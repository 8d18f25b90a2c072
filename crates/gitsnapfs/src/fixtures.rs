// Copyright (c) Contributors to the SPK project.
// SPDX-License-Identifier: Apache-2.0
// https://github.com/spkenv/spk

//! Helpers for building throwaway git repositories in tests.

use std::path::Path;

use gix::objs::tree::{Entry, EntryKind};
use gix::ObjectId;

#[allow(dead_code)]
pub fn init_logging() {
    let sub = tracing_subscriber::FmtSubscriber::builder()
        .with_max_level(tracing::Level::TRACE)
        .without_time()
        .with_test_writer()
        .finish();
    let _ = tracing::subscriber::set_global_default(sub);
}

/// Initialize a repository with an identity configured so commits can
/// be created without touching the caller's global git config.
pub fn init_repo(dir: &Path) -> gix::Repository {
    let repo = gix::init(dir).expect("repository should initialize");
    let config = repo.git_dir().join("config");
    let mut contents = std::fs::read_to_string(&config).unwrap_or_default();
    contents.push_str("[user]\n\tname = Test Fixture\n\temail = fixture@example.com\n");
    std::fs::write(&config, contents).expect("repo config should be writable");
    std::fs::write(repo.git_dir().join("HEAD"), "ref: refs/heads/main\n")
        .expect("HEAD should be writable");
    let path = repo.git_dir().to_owned();
    drop(repo);
    gix::open(path).expect("repository should reopen")
}

pub fn write_blob(repo: &gix::Repository, data: &[u8]) -> ObjectId {
    repo.write_blob(data).expect("blob should write").detach()
}

/// Write a tree from `(kind, name, oid)` triples. Entries must already
/// be in git's canonical name order.
pub fn write_tree(repo: &gix::Repository, entries: &[(EntryKind, &str, ObjectId)]) -> ObjectId {
    let mut tree = gix::objs::Tree::empty();
    for (kind, name, oid) in entries {
        tree.entries.push(Entry {
            mode: (*kind).into(),
            filename: (*name).into(),
            oid: *oid,
        });
    }
    repo.write_object(&tree).expect("tree should write").detach()
}

pub fn commit(repo: &gix::Repository, branch: &str, tree: ObjectId) -> ObjectId {
    repo.commit(
        format!("refs/heads/{branch}"),
        "fixture commit",
        tree,
        gix::commit::NO_PARENT_IDS,
    )
    .expect("commit should write")
    .detach()
}

pub fn lightweight_tag(repo: &gix::Repository, name: &str, target: ObjectId) {
    repo.tag_reference(
        name,
        target,
        gix::refs::transaction::PreviousValue::Any,
    )
    .expect("tag ref should write");
}

/// Create an annotated tag object pointing at `target` and a ref for it.
pub fn annotated_tag(
    repo: &gix::Repository,
    name: &str,
    target: ObjectId,
    target_kind: gix::object::Kind,
) {
    let tag = gix::objs::Tag {
        target,
        target_kind,
        name: name.into(),
        tagger: None,
        message: "fixture tag".into(),
        pgp_signature: None,
    };
    let tag_id = repo.write_object(&tag).expect("tag should write").detach();
    repo.tag_reference(
        name,
        tag_id,
        gix::refs::transaction::PreviousValue::Any,
    )
    .expect("tag ref should write");
}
------------------------------------------------------------
Starting with the line that contains "ref for it.", return each line through the last one of the data above, exactly as written and nothing more.

- RESULT OF THIS TASK -
/// Create an annotated tag object pointing at `target` and a ref for it.
pub fn annotated_tag(
    repo: &gix::Repository,
    name: &str,
    target: ObjectId,
    target_kind: gix::object::Kind,
) {
    let tag = gix::objs::Tag {
        target,
        target_kind,
        name: name.into(),
        tagger: None,
        message: "fixture tag".into(),
        pgp_signature: None,
    };
    let tag_id = repo.write_object(&tag).expect("tag should write").detach();
    repo.tag_reference(
        name,
        tag_id,
        gix::refs::transaction::PreviousValue::Any,
    )
    .expect("tag ref should write");
}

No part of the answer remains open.